The “progressive” mind, however (to employ a currently fashionable label), is far less likely to feel threatened by that which is less familiar, and may even welcome and enjoy excursions out of the psychological hiding place. On the physical level this exploration may take the form of spending time in actual foreign environments, learning new languages, and – at its most radical – leaving one’s native soil to live elsewhere. But even many of those non-conservatives who have never taken that deep plunge may have at least found the thought of doing so to be intriguing, and may find that these stories speak to them. Gaither Stewart has been there. In fact, he is still there.

And so, while wandering through the elegant and worldly attractions of München (Munich), a traveler—who may perhaps bear some resemblance to the author who has cast him in the role—encounters a stylish and attractive Swedish woman in one of the city’s great museums, and indulges a fantasy of spontaneous contact that many of us may have entertained at least once in comparable situations. His courage is rewarded, the fantasy solidifies, and a roguishly rapid romance ensues, accelerating until its sudden shocking surprise ending.

After the briefest of pauses we find ourselves in “Coyoacán, Place of Coyotes”, otherwise revealed as Mexico City and apparently another city familiar to this wandering writer. As Stewart declares in his introduction,

“ … Like lost empires—British, Hapsburgian or Aztec—ghostly voices from the past resurface from the imperialistic underworld and merge into some form of consciousness. Secrets from that past do not remain forever secrets, one of my protagonists thinks. Everything in our world, every object and every person, point back toward the revelation of the mystery of existence and its one common origin. Thus everything is a copy of something else which is a replica of a replica of a copy of an original as in the story Melancholy. Existence becomes repetition—and nothing is lost.
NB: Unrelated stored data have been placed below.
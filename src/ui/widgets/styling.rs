use crate::ui::theme::Theme;
use ratatui::style::{Modifier, Style};

/// Return the border style for active blocks.
///
pub fn active_block_border_style(theme: &Theme) -> Style {
    Style::default().fg(theme.border_active.to_color())
}

/// Return the border style for normal blocks.
///
pub fn normal_block_border_style(theme: &Theme) -> Style {
    Style::default().fg(theme.border_normal.to_color())
}

/// Return the title style for active blocks.
///
pub fn active_block_title_style() -> Style {
    Style::default().add_modifier(Modifier::BOLD)
}

/// Return the style for current list items.
///
pub fn current_list_item_style(theme: &Theme) -> Style {
    Style::default()
        .fg(theme.text.to_color())
        .add_modifier(Modifier::BOLD)
}

/// Return the style for active list items.
///
pub fn active_list_item_style(theme: &Theme) -> Style {
    current_list_item_style(theme)
        .fg(theme.highlight_fg.to_color())
        .bg(theme.highlight_bg.to_color())
}

/// Return the style for normal text.
///
pub fn normal_text_style(theme: &Theme) -> Style {
    Style::default().fg(theme.text.to_color())
}

pub fn secondary_text_style(theme: &Theme) -> Style {
    Style::default().fg(theme.text_secondary.to_color())
}

pub fn muted_text_style(theme: &Theme) -> Style {
    Style::default().fg(theme.text_muted.to_color())
}

/// Return the style for the banner.
///
pub fn banner_style(theme: &Theme) -> Style {
    Style::default()
        .fg(theme.banner.to_color())
        .add_modifier(Modifier::BOLD)
}

/// Return the style for the required-field asterisk and validation errors.
///
pub fn error_text_style(theme: &Theme) -> Style {
    Style::default().fg(theme.error.to_color())
}

pub fn success_text_style(theme: &Theme) -> Style {
    Style::default().fg(theme.success.to_color())
}

pub fn warning_text_style(theme: &Theme) -> Style {
    Style::default().fg(theme.warning.to_color())
}

/// Return the style of a small inline badge such as a field kind.
///
pub fn badge_style(theme: &Theme) -> Style {
    Style::default()
        .fg(theme.surface.to_color())
        .bg(theme.secondary.to_color())
}

/// Return the style of the footer mode label.
///
pub fn footer_mode_style(theme: &Theme, background: &crate::ui::theme::ColorSpec) -> Style {
    Style::default()
        .fg(theme.text.to_color())
        .bg(background.to_color())
        .add_modifier(Modifier::BOLD)
}
/// Returns default hotkey mappings for all views.
///
pub fn default_hotkeys() -> ViewHotkeys {
    use HotkeyAction::*;

    let global = bindings(&[
        (Quit, Hotkey::char('q')),
        (CycleTheme, Hotkey::char('t')),
        (ToggleLog, Hotkey::char('L')),
        (GoDashboard, Hotkey::char('1')),
        (GoForms, Hotkey::char('2')),
        (GoTemplates, Hotkey::char('3')),
        (GoAnalysis, Hotkey::char('4')),
    ]);

    let menu = bindings(&[
        (NavigateNext, Hotkey::char('j')),
        (NavigatePrev, Hotkey::char('k')),
        (Select, Hotkey::plain(KeyCode::Enter)),
    ]);

    let dashboard = bindings(&[
        (NavigateNext, Hotkey::char('j')),
        (NavigatePrev, Hotkey::char('k')),
        (Back, Hotkey::plain(KeyCode::Esc)),
    ]);

    let forms = bindings(&[
        (NavigateNext, Hotkey::char('j')),
        (NavigatePrev, Hotkey::char('k')),
        (OpenDesigner, Hotkey::plain(KeyCode::Enter)),
        (EditItem, Hotkey::char('e')),
        (PreviewForm, Hotkey::char('p')),
        (OpenChannels, Hotkey::char('c')),
        (OpenData, Hotkey::char('v')),
        (CreateItem, Hotkey::char('n')),
        (Back, Hotkey::plain(KeyCode::Esc)),
    ]);

    let designer = bindings(&[
        (NavigateNext, Hotkey::char('j')),
        (NavigatePrev, Hotkey::char('k')),
        (Select, Hotkey::plain(KeyCode::Enter)),
        (SwitchPaneNext, Hotkey::plain(KeyCode::Tab)),
        (SwitchPanePrev, Hotkey::plain(KeyCode::BackTab)),
        (SwitchTabNext, Hotkey::char('l')),
        (SwitchTabPrev, Hotkey::char('h')),
        (MoveDown, Hotkey::char('J')),
        (MoveUp, Hotkey::char('K')),
        (DeleteItem, Hotkey::char('d')),
        (AddRow, Hotkey::char('+')),
        (RemoveRow, Hotkey::char('-')),
        (AddPage, Hotkey::char('a')),
        (DeletePage, Hotkey::char('x')),
        (OpenSettings, Hotkey::char('o')),
        (PreviewForm, Hotkey::char('p')),
        (Save, Hotkey::char('s')),
        (Publish, Hotkey::char('P')),
        (Back, Hotkey::plain(KeyCode::Esc)),
    ]);

    let templates = bindings(&[
        (NavigateNext, Hotkey::char('j')),
        (NavigatePrev, Hotkey::char('k')),
        (SwitchTabNext, Hotkey::char('l')),
        (SwitchTabPrev, Hotkey::char('h')),
        (Select, Hotkey::plain(KeyCode::Enter)),
        (CreateItem, Hotkey::char('n')),
        (EditItem, Hotkey::char('e')),
        (DeleteItem, Hotkey::char('d')),
        (Back, Hotkey::plain(KeyCode::Esc)),
    ]);

    let publish = bindings(&[
        (NavigateNext, Hotkey::char('j')),
        (NavigatePrev, Hotkey::char('k')),
        (ToggleItem, Hotkey::char(' ')),
        (CreateItem, Hotkey::char('n')),
        (DeleteItem, Hotkey::char('d')),
        (CopyLink, Hotkey::char('y')),
        (OpenData, Hotkey::char('v')),
        (Back, Hotkey::plain(KeyCode::Esc)),
    ]);

    let analysis = bindings(&[
        (NavigateNext, Hotkey::char('j')),
        (NavigatePrev, Hotkey::char('k')),
        (ToggleItem, Hotkey::char(' ')),
        (ToggleAll, Hotkey::char('a')),
        (CycleFilter, Hotkey::char('f')),
        (NextPage, Hotkey::char(']')),
        (PrevPage, Hotkey::char('[')),
        (DeleteItem, Hotkey::char('d')),
        (GenerateReport, Hotkey::char('r')),
        (Back, Hotkey::plain(KeyCode::Esc)),
    ]);

    let preview = bindings(&[
        (NavigateNext, Hotkey::char('j')),
        (NavigatePrev, Hotkey::char('k')),
        (OptionNext, Hotkey::char('l')),
        (OptionPrev, Hotkey::char('h')),
        (Select, Hotkey::plain(KeyCode::Enter)),
        (RemoveRow, Hotkey::char('-')),
        (ClearValue, Hotkey::char('x')),
        (PreviewAdvance, Hotkey::char('n')),
        (PreviewBack, Hotkey::char('b')),
        (Cancel, Hotkey::plain(KeyCode::Esc)),
    ]);

    let text_input = bindings(&[
        (Submit, Hotkey::plain(KeyCode::Enter)),
        (Cancel, Hotkey::plain(KeyCode::Esc)),
    ]);

    let confirmation = bindings(&[
        (Confirm, Hotkey::plain(KeyCode::Enter)),
        (Cancel, Hotkey::plain(KeyCode::Esc)),
    ]);

    let log = bindings(&[
        (NavigateNext, Hotkey::char('j')),
        (NavigatePrev, Hotkey::char('k')),
        (CopyLog, Hotkey::char('y')),
        (ToggleLog, Hotkey::char('L')),
        (Cancel, Hotkey::plain(KeyCode::Esc)),
    ]);

    ViewHotkeys {
        global,
        menu,
        dashboard,
        forms,
        designer,
        templates,
        publish,
        analysis,
        preview,
        text_input,
        confirmation,
        log,
    }
}
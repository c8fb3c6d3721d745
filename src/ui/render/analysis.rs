use super::{centered_rect, truncate, Frame};
use crate::services::submissions::AnalysisReport;
use crate::state::State;
use crate::ui::widgets::styling;
use ratatui::{
    layout::{Constraint, Direction, Layout, Rect},
    style::Modifier,
    text::{Line, Span},
    widgets::{Block, Borders, Cell, Clear, Paragraph, Row, Sparkline, Table, TableState, Wrap},
};

/// Render the analysis screen: metrics, trend, submission table and
/// visitor breakdowns.
///
pub fn analysis(frame: &mut Frame, size: Rect, state: &State) {
    let rows = Layout::default()
        .direction(Direction::Vertical)
        .constraints([
            Constraint::Length(3),
            Constraint::Length(6),
            Constraint::Min(6),
            Constraint::Length(8),
        ])
        .split(size);

    metrics(frame, rows[0], state);
    trend(frame, rows[1], state);
    submissions(frame, rows[2], state);
    breakdowns(frame, rows[3], state);

    if let Some(report) = state.analysis_report() {
        report_overlay(frame, size, state, report);
    }
}

fn report_overlay(frame: &mut Frame, size: Rect, state: &State, report: &AnalysisReport) {
    let theme = state.get_theme();
    let heading = styling::banner_style(theme).add_modifier(Modifier::BOLD);
    let mut lines = vec![
        Line::from(Span::styled(
            format!("{} - 数据结项报告", report.form_title),
            styling::normal_text_style(theme).add_modifier(Modifier::BOLD),
        )),
        Line::from(Span::styled(
            format!("生成时间：{}", report.generated_on),
            styling::muted_text_style(theme),
        )),
        Line::default(),
        Line::from(Span::styled("一、数据概览", heading)),
        Line::from(format!(
            "  总回收量：{}    完成率：{}",
            report.metrics.recovery, report.metrics.completion_rate
        )),
        Line::from(format!(
            "  浏览量：{}    平均用时：{}",
            report.metrics.views, report.metrics.avg_time
        )),
        Line::default(),
        Line::from(Span::styled("二、主要结论", heading)),
    ];
    lines.extend(
        report
            .conclusions
            .iter()
            .map(|c| Line::from(format!("  • {}", c))),
    );

    let area = centered_rect(70, 60, size);
    let block = Block::default()
        .borders(Borders::ALL)
        .border_style(styling::active_block_border_style(theme))
        .title(Span::styled("分析报告预览", styling::active_block_title_style()));
    frame.render_widget(Clear, area);
    frame.render_widget(
        Paragraph::new(lines)
            .style(styling::normal_text_style(theme))
            .wrap(Wrap { trim: false })
            .block(block),
        area,
    );
}

fn metrics(frame: &mut Frame, size: Rect, state: &State) {
    let theme = state.get_theme();
    let m = state.submissions().analysis_metrics();
    let items = [
        ("回收量", m.recovery.to_string()),
        ("浏览量", m.views.to_string()),
        ("平均用时", m.avg_time),
        ("完成率", m.completion_rate),
    ];
    let columns = Layout::default()
        .direction(Direction::Horizontal)
        .constraints([Constraint::Ratio(1, 4); 4])
        .split(size);
    for ((title, value), area) in items.into_iter().zip(columns.iter()) {
        let widget = Paragraph::new(Line::from(Span::styled(
            value,
            styling::normal_text_style(theme).add_modifier(Modifier::BOLD),
        )))
        .block(
            Block::default()
                .borders(Borders::ALL)
                .border_style(styling::normal_block_border_style(theme))
                .title(Span::styled(title, styling::secondary_text_style(theme))),
        );
        frame.render_widget(widget, *area);
    }
}

fn trend(frame: &mut Frame, size: Rect, state: &State) {
    let theme = state.get_theme();
    let trend = state.submissions().trend();
    let data: Vec<u64> = trend.iter().map(|(_, value)| *value).collect();
    let range = match (trend.first(), trend.last()) {
        (Some((first, _)), Some((last, _))) => format!("回收趋势 {} ~ {}", first, last),
        _ => "回收趋势".to_string(),
    };
    let sparkline = Sparkline::default()
        .block(
            Block::default()
                .borders(Borders::ALL)
                .border_style(styling::normal_block_border_style(theme))
                .title(range),
        )
        .data(&data)
        .style(styling::banner_style(theme));
    frame.render_widget(sparkline, size);
}

fn submissions(frame: &mut Frame, size: Rect, state: &State) {
    let theme = state.get_theme();
    let page = state.current_submission_page();
    let headers = state.submissions().headers();

    let mut header_cells = vec![
        Cell::from(" "),
        Cell::from("编号"),
        Cell::from("提交时间"),
        Cell::from("渠道"),
    ];
    header_cells.extend(headers.iter().map(|h| Cell::from(h.clone())));
    let header =
        Row::new(header_cells).style(styling::secondary_text_style(theme).add_modifier(Modifier::BOLD));

    let rows: Vec<Row> = page
        .rows
        .iter()
        .map(|submission| {
            let marker = if state.is_submission_selected(&submission.id) {
                "[x]"
            } else {
                "[ ]"
            };
            let mut cells = vec![
                Cell::from(marker),
                Cell::from(submission.id.clone()),
                Cell::from(submission.submit_time.clone()),
                Cell::from(truncate(&submission.channel_name, 14)),
            ];
            cells.extend(
                headers
                    .iter()
                    .map(|h| Cell::from(truncate(submission.answer(h), 12))),
            );
            Row::new(cells)
        })
        .collect();

    let mut widths = vec![
        Constraint::Length(3),
        Constraint::Length(6),
        Constraint::Length(17),
        Constraint::Length(15),
    ];
    widths.extend(headers.iter().map(|_| Constraint::Min(6)));

    let filter = state
        .submission_filter()
        .channel
        .clone()
        .unwrap_or_else(|| "全部渠道".to_string());
    let title = format!(
        "数据明细 · {} · 第 {}/{} 页 · 共 {} 条 · 已选 {}",
        filter,
        page.page,
        page.page_count,
        page.total,
        state.selected_submission_count()
    );
    let table = Table::new(rows, widths)
        .header(header)
        .style(styling::normal_text_style(theme))
        .highlight_style(styling::active_list_item_style(theme))
        .block(
            Block::default()
                .borders(Borders::ALL)
                .border_style(styling::active_block_border_style(theme))
                .title(Span::styled(title, styling::active_block_title_style())),
        );
    let mut table_state = TableState::default();
    if !page.rows.is_empty() {
        table_state.select(Some(state.submission_cursor()));
    }
    frame.render_stateful_widget(table, size, &mut table_state);
}

fn breakdowns(frame: &mut Frame, size: Rect, state: &State) {
    let theme = state.get_theme();
    let breakdowns = state.submissions().breakdowns();
    if breakdowns.is_empty() {
        return;
    }
    let constraints: Vec<Constraint> = breakdowns
        .iter()
        .map(|_| Constraint::Ratio(1, breakdowns.len() as u32))
        .collect();
    let columns = Layout::default()
        .direction(Direction::Horizontal)
        .constraints(constraints)
        .split(size);

    for (breakdown, area) in breakdowns.iter().zip(columns.iter()) {
        let total: u64 = breakdown.items.iter().map(|(_, v)| *v).sum::<u64>().max(1);
        let lines: Vec<Line> = breakdown
            .items
            .iter()
            .map(|(name, value)| {
                let percent = value * 100 / total;
                Line::from(vec![
                    Span::raw(truncate(name, 8)),
                    Span::styled(format!(" {}%", percent), styling::muted_text_style(theme)),
                ])
            })
            .collect();
        let widget = Paragraph::new(lines).block(
            Block::default()
                .borders(Borders::ALL)
                .border_style(styling::normal_block_border_style(theme))
                .title(breakdown.title.clone()),
        );
        frame.render_widget(widget, *area);
    }
}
“ Therefore, my characters search for something different. Although I accept that I am locked in the white race for which I hold little hope, my personae want to be ‘out there’ where I believe we all should be. In the same way the characters in these stories may never find that which they are seeking; they may never even find the perfect replacement for what they think of as their permanent place, somewhere beyond their obsessions for that one place and one person that will be the end of the search—the result of the injudicious weight I, the writer, give to place. I respect the past but like the narrator-hero of Coyoacan-Place of the Coyotes, I never intend a return to it. …”

And indeed, a vision of the lost Aztec culture which pervades the story is never far below the surface of modern Mexico City, although it is a far cry from thence to the dark slums visited by the narrator and Stewart alter-ego in one part of the tale. This writer’s mind is adept at finding connections between the ancient and the modern, the glorious and the decrepit. And the role played by a certain modern empire in the degradation of the particular ancient empire in the story’s background is considered worthy of fleeting mention. An auditory cameo appearance by the great transformative musical figure Dave Brubeck may not be completely irrelevant among the network of spiritual and historical connections associated with this stop on the book’s spatial/temporal odyssey.

But the action moves through a shifting array of human dramas, as well, over the course of the ensuing stories—which include love affairs, dependence, psychiatry, drinking and altered consciousness, aging, obsession with sex, uprooted vagabond migration, and other adult maladies and pleasures. Malcolm Lowry, author of “Under the Volcano”, might have felt a certain familiarity with the surroundings in some of Gaither Stewart’s fine tales. Those who have refused to be confined within the bubbles of expected and pre-programmed behavior will catch glimpses of themselves in the reflected images. And those who have long felt tempted to join them, but have never succumbed, may welcome a voyeuristic perusal of what might lie ahead.

Gregory Barrett is an American musician,  writer and translator who lives in Germany.